Along with several other LUPEC ladies, I spent 5 days in July pickling myself at the Tales of the Cocktail festival in New Orleans. Instead of heading home after so much debauchery, I continued my trip over to the Left Coast where my high school bestie’s wedding was scheduled for the following weekend. For future reference, I would NOT recommend tacking another whole week of boozy travel on to the week after Tales, unless you have a liver the size of Texas. That said, my travels introduced me to a whole new world of Left Coast libations of which I was thrilled to partake. The adventure included a night of bar-hopping in Seattle to check out the Zig Zag Cafe and meet living legend, Murray Stenson, followed by several drinks at the ultra-sleek cocktail venue Vessel, Tini Biggs for a visit with blogger/bartender Jamie Boudreau, and last call at Sun Liquor. (Special thanks to my lovely tour guides, Rocky and Kevin.)

After a one-evening break (which involved sipping rose instead of cocktails), I headed to Portland, Oregon, where I was shepherded from train station to nail salon to dinner in a whirlwind of bachelorette party madness. I’m typically wary of bachelorette parties – penis straws and screaming girls wearing identical tee-shirts and over-sexualized pieces of flair are just not my thing. I circumvented silliness this time by planning the party myself.
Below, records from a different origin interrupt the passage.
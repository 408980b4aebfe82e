//! WS Hub (spec §4.8): one TCP listener on `localhost:4242` serving two
//! connection roles over the same upgrade, distinguished per-message
//! rather than per-connection — a hook producer streams `HookEvent`
//! frames and may disconnect at any time; a TUI/GUI consumer receives an
//! `initial_state` push immediately on connect and may subsequently send
//! `ControlMessage` frames, each answered by a paired `ControlResult`.

use std::net::SocketAddr;
use std::sync::atomic::{AtomicUsize, Ordering};
use std::sync::Arc;
use std::time::Duration;

use axum::extract::ws::{Message, WebSocket, WebSocketUpgrade};
use axum::extract::State;
use axum::response::IntoResponse;
use axum::routing::get;
use axum::Router;
use chrono::DateTime;
use futures_util::{SinkExt, StreamExt};
use tokio::sync::mpsc;
use tokio::time::timeout;
use tracing::{debug, info, warn};

use jacques_core::terminal::{self, LaunchOptions, TileLayout as CoreTileLayout, WindowOpResult};
use jacques_protocol::hook_event::{HookEvent, ToolPhase};
use jacques_protocol::{ControlMessage, ControlResult, TileLayout, WorktreeInfo, WsServerMessage};

use crate::registry_task::RegistryHandle;

/// Back-pressure ceiling per spec §4.8: a consumer whose outbound buffer
/// exceeds this is disconnected rather than left to buffer unboundedly.
const MAX_SEND_BUFFER_BYTES: usize = 1024 * 1024;
/// Cooperative budget for `focus_terminal` (spec §5): past this, the
/// control response reports a timeout and any later success is dropped.
const FOCUS_TIMEOUT: Duration = Duration::from_secs(3);

pub fn router(registry: RegistryHandle) -> Router {
    Router::new().route("/", get(upgrade)).with_state(registry)
}

async fn upgrade(ws: WebSocketUpgrade, State(registry): State<RegistryHandle>) -> impl IntoResponse {
    ws.on_upgrade(move |socket| handle_socket(socket, registry))
}

/// Per-connection outbound queue. The writer task is the sole owner of the
/// WS sink; `backlog` tracks bytes handed to the channel but not yet
/// flushed by that task, which is what spec §4.8's 1 MB ceiling is actually
/// measuring — not cumulative bytes ever sent.
#[derive(Clone)]
struct OutboundTx {
    tx: mpsc::UnboundedSender<String>,
    backlog: Arc<AtomicUsize>,
}

impl OutboundTx {
    /// Enqueues `payload`, unless doing so would push the backlog over the
    /// limit, in which case it reports the overflow without sending.
    fn send(&self, payload: String) -> bool {
        if self.backlog.load(Ordering::Acquire) > MAX_SEND_BUFFER_BYTES {
            return false;
        }
        self.backlog.fetch_add(payload.len(), Ordering::AcqRel);
        self.tx.send(payload).is_ok()
    }
}

/// Drains `rx` into the real WS sink, decrementing `backlog` once a frame
/// is actually flushed rather than merely queued.
async fn run_writer(mut sender: futures_util::stream::SplitSink<WebSocket, Message>, mut rx: mpsc::UnboundedReceiver<String>, backlog: Arc<AtomicUsize>) {
    while let Some(payload) = rx.recv().await {
        let len = payload.len();
        let ok = sender.send(Message::Text(payload)).await.is_ok();
        backlog.fetch_sub(len, Ordering::AcqRel);
        if !ok {
            break;
        }
    }
}

async fn handle_socket(socket: WebSocket, registry: RegistryHandle) {
    let (sink, mut receiver) = socket.split();
    let mut events = registry.subscribe();

    let (tx, rx) = mpsc::unbounded_channel();
    let backlog = Arc::new(AtomicUsize::new(0));
    let outbound = OutboundTx { tx, backlog: backlog.clone() };
    let writer = tokio::spawn(run_writer(sink, rx, backlog));

    let sessions = registry.list().await;
    let focused_id = registry.get_focused().await;
    if !send_json(&outbound, &WsServerMessage::InitialState { sessions, focused_id }) {
        drop(outbound);
        let _ = writer.await;
        return;
    }

    loop {
        tokio::select! {
            incoming = receiver.next() => {
                let Some(Ok(message)) = incoming else { break };
                match message {
                    Message::Text(text) => {
                        if !handle_frame(&text, &registry, &outbound).await {
                            break;
                        }
                    }
                    Message::Close(_) => break,
                    _ => {}
                }
            }
            delta = events.recv() => {
                match delta {
                    Ok(message) => {
                        let payload = match serde_json::to_string(&message) {
                            Ok(p) => p,
                            Err(_) => continue,
                        };
                        if !outbound.send(payload) {
                            warn!("consumer send buffer exceeded 1MB, disconnecting");
                            break;
                        }
                    }
                    Err(tokio::sync::broadcast::error::RecvError::Lagged(skipped)) => {
                        debug!(skipped, "consumer lagged, some deltas were dropped (refetch via HTTP)");
                    }
                    Err(tokio::sync::broadcast::error::RecvError::Closed) => break,
                }
            }
        }
    }

    drop(outbound);
    let _ = writer.await;
    info!("WS connection closed");
}

/// Returns `false` when the connection should close.
async fn handle_frame(text: &str, registry: &RegistryHandle, outbound: &OutboundTx) -> bool {
    if let Ok(event) = serde_json::from_str::<HookEvent>(text) {
        apply_hook_event(registry, event).await;
        return true;
    }

    match serde_json::from_str::<ControlMessage>(text) {
        Ok(control) => {
            let result = handle_control_message(registry, control).await;
            send_json(outbound, &result)
        }
        Err(err) => {
            debug!(error = %err, "dropped malformed WS frame");
            true
        }
    }
}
IMG_3306Perhaps against his better judgment, PDX bartender Dave Shenaut invited me to bring the ladies to the Teardrop Lounge. The venue is a classy place, not one I’d typically bring a gaggle of drunk, screaming girls into, but Dave insisted it would be the best place to take our group. He arranged for there to be pitchers of cocktails waiting for us on the table they’d reserved, allowing me to introduce the group to the deliciousness that is the Hemingway Daiquiri. Each pitcher was cooled with meticulously carved special ice: one held two perfectly round balls, the other contained the obligatory phallus. As we imbibed, they played the bride’s all-time favorite movie on the screens above the bar, Dirty Dancing. Around 11:30, just as the busy evening crescendoed, the lounge-y background music suddenly stopped, supplanted for a few glorious minutes by this song/scene from Dirty Dancing. The ladies – and some other awesome bar guests – sang along.

To outside observers, especially jaded restaurant industry vets like myself, the drunk, screaming bachelorette party can seem insufferable…until all of a sudden you’re inside the lady explosion. Then it can be fun. Thanks to Dave and our good friends at the Teardrop Lounge, I think it’s safe to say: the bride had the time of her life.

HEMINGWAY DAIQUIRI

1.25 oz white rum

.25 oz maraschino liqueur

.5 oz fresh grapefruit

.75 oz simple syrup

.75 oz fresh lime juice

Shake with ice; strain into a chilled vintage cocktail glass.